From the graph and table of results I have been able to form an equation to show the relation between Voltage, Current and Resistance.
RESISTANCE = VOLTAGE
CURRENT
Evaluation
For this experiment I decided to use results from 10 groups doing the same experiment to improve the accuracy of my results. By having 10 sets of results I had the choice to disregard any anomalous results. This means that I still have the choice of using my other results but with improved accuracy for an average.
I found the average of my results by adding up each result from each group and then dividing the total by 10, unless there were anomalous results for that resistor or voltage, where I divided by 1 less for each anomalous result disregarded.

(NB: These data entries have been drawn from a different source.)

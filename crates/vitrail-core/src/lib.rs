//! Vitrail Core - Shared library for flag-driven application scaffolding
//!
//! This library turns a freshly generated application tree into a
//! pre-configured skeleton by executing a totally ordered plan of file
//! copies, directory merges, anchor-based text injections, and external
//! commands. It is designed to be used by product binaries (e.g.
//! `vitrail-create`) that share the engine but own the product data.
//!
//! # Architecture
//!
//! The library is organized into layers:
//!
//! - **Layer 1: Core Operations** - Pure plan/option types, the file
//!   operation engine, the command runner, source resolution
//! - **Layer 2: Workflow Orchestration** - `ScaffoldProfile` trait and
//!   the plan executor for custom UIs
//! - **Layer 3: CLI/TUI Interface** - Optional cliclack-based workflow
//!   (feature-gated)
//!
//! # Feature Flags
//!
//! - `tui` (default): Enables the cliclack-based workflow module
//!
//! # Example Usage (without TUI)
//!
//! ```ignore
//! use vitrail_core::{OptionSet, Plan, ScaffoldProfile};
//!
//! // Define your product profile
//! #[derive(Clone)]
//! struct MyProfile;
//! impl ScaffoldProfile for MyProfile {
//!     fn name(&self) -> &'static str { "myapp" }
//!     // ... implement other methods
//! }
//!
//! // Use the low-level APIs
//! let options = OptionSet::parse(&flags);
//! let plan = Plan::build(&MyProfile, &options);
//! ```

pub mod cleanup;
pub mod context;
pub mod exec;
pub mod fsops;
pub mod options;
pub mod plan;
pub mod profile;
pub mod report;
pub mod runtime;
pub mod scaffold;
pub mod source;

#[cfg(feature = "tui")]
pub mod tui;

// Re-export main types for convenience
pub use context::{EnvOverrides, RunContext};
pub use options::{ContainerProfile, Flag, FlagAction, OptionSet};
pub use plan::{CommandInvocation, FileOperation, Plan, PlanItem, Position, Step};
pub use profile::ScaffoldProfile;
pub use scaffold::RunReport;
pub use source::{BundleManifest, ResolvedSource, TemplateSource};

#[cfg(feature = "tui")]
pub use tui::run;

/// CLI version fallback - used for bundle compatibility checking when a
/// binary does not define its own
pub const DEFAULT_CLI_VERSION: &str = "0.1.0";
//! Temp-path cleanup that survives interrupt handlers
//!
//! `TempDir` guards cover normal and error exits. An interrupt handler
//! exits the process without unwinding, so destructors never run there;
//! cloned checkouts are also tracked here and removed explicitly from
//! the Ctrl+C hook.

use std::path::{Path, PathBuf};
use std::sync::Mutex;

static TRACKED: Mutex<Vec<PathBuf>> = Mutex::new(Vec::new());

/// Track a path for removal if the process is interrupted.
pub fn track(path: &Path) {
    if let Ok(mut paths) = TRACKED.lock() {
        paths.push(path.to_path_buf());
    }
}

/// Remove every tracked path. Safe to call more than once; paths already
/// removed by their `TempDir` guard are skipped.
pub fn remove_tracked() {
    if let Ok(mut paths) = TRACKED.lock() {
        for path in paths.drain(..) {
            let _ = std::fs::remove_dir_all(&path);
        }
    }
}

In my table of results there were mainly 2 groups who had incorrect values. However I didn’t disregard these as their only mistake was that they had not taken into account the unit needed was milliamps and not amps so when calculating averages I multiplied these results by 10 to make them useable. Also, there were other results in the table which were either far too low or too high to be accurate, therefore I disregarded these results when calculating the averages. These incorrect results could have been due to a battery which was very old and needed replacing or possibly a mistake when reading off the value from the ammeter. There were few results which had to be disregarded when calculating averages as I allowed a leeway of 10% to account for a possible 10% difference in resistance values for the resistor. However this still shows that my results were overall very accurate and therefore reliable. The reliability of these results is also shown by the graph due the points on the graph being very close to the line of best fit.
If I were to do this experiment again then I would try to make my results more accurate and reliable by doing the following;
Using the exact same model resistor to ensure reliability for their values,
Using new same model batteries to ensure accuracy of their values,
Also by using a digital ammeter to ensure no problems of reading off the meter which could cause results to be less reliable.